Nicht die Politiker der EU-Mitgliedsstaaten, der Europäische Gerichtshof ist der Garant für die europäische Integration. Diesen Eindruck vermittelt jedenfalls das gestrige Urteil des EuGH, der die Bundesrepublik wegen der verspäteten Umsetzung der EU-Pauschalreiserichtlinie verurteilte. Das EU- Recht tritt nämlich in den meisten Fällen erst in Kraft, wenn ein entsprechendes nationales Gesetz verabschiedet wird.

Die nationalen Regierungen neigen dazu, verbindliches EU-Recht nicht zu akzeptieren, wenn es ihnen nicht in den Kram paßt. Da verabschieden die von den Mitgliedsregierungen entsandten Minister in Brüssel wohlklingende Richtlinien im Interesse der Harmonisierung des gemeinschaftlichen Rechts. Und zu Hause machen die Regierungen dann oft genug, was sie wollen – Brüssel ist weit. Über dreißigmal schon wurde die Bundesregierung vor den europäischen Kadi gebracht. Verurteilt wurde sie vor allem wegen Verstößen gegen Umweltrichtlinien.
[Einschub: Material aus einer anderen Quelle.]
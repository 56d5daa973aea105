//! Token endpoint handler.

use axum::{http::StatusCode, response::IntoResponse, Json};
use serde::Deserialize;
use serde_json::json;

/// Body of a client-credentials grant.
#[derive(Debug, Deserialize)]
pub struct TokenRequest {
    pub client_id: String,
    pub client_secret: String,
    #[serde(default)]
    pub grant_type: Option<String>,
}

/// POST /api/v1/auth/token
///
/// Issues `mock-token-<client_id>` for any non-empty credentials.
pub async fn issue_token(Json(request): Json<TokenRequest>) -> impl IntoResponse {
    if request.grant_type.as_deref() != Some("client_credentials") {
        return (
            StatusCode::BAD_REQUEST,
            Json(json!({"error": "unsupported_grant_type"})),
        );
    }
    if request.client_id.is_empty() || request.client_secret.is_empty() {
        return (
            StatusCode::UNAUTHORIZED,
            Json(json!({"error": "access_denied"})),
        );
    }

    (
        StatusCode::OK,
        Json(json!({
            "access_token": format!("mock-token-{}", request.client_id),
            "token_type": "Bearer",
            "expires_in": 86400,
        })),
    )
}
Zwar sind bei weitem nicht alle EU-Beschlüsse umwelt- und verbraucherfreundlich, vor allem in den Bereichen Handel und Verkehr. Aber entgegen der landläufigen Meinung ist die Union gerade in Sachen Umwelt- und Verbraucherschutz der Bundesregierung sehr oft voraus. Ohne die EU würden Urlauber mit großer Wahrscheinlichkeit immer noch keinen Schutz gegen eine Pleite des Reiseveranstalters genießen. Ohne EU würden vielleicht immer noch keine Umweltverträglichkeitsprüfungen bei größeren Bauvorhaben durchgeführt. Und ohne EU hätten Bürger des immer noch reichlich preußischen Staates Bundesrepublik mit Sicherheit kein Zugangsrecht zu Umweltinformationen.

Gerade die (übrigens um Monate verspätete) Umsetzung der Umweltinformationsrichtlinie zeigt, wie die deutsche Obrigkeit EU-Recht zurechtbiegt. Die Auslegung ist derart restriktiv, die Kosten, die Behörden für ausgespuckte Umweltdaten erheben können, sind derart hoch, daß dieses Recht de facto keines ist. Dies wird bald die Europarichter beschäftigen.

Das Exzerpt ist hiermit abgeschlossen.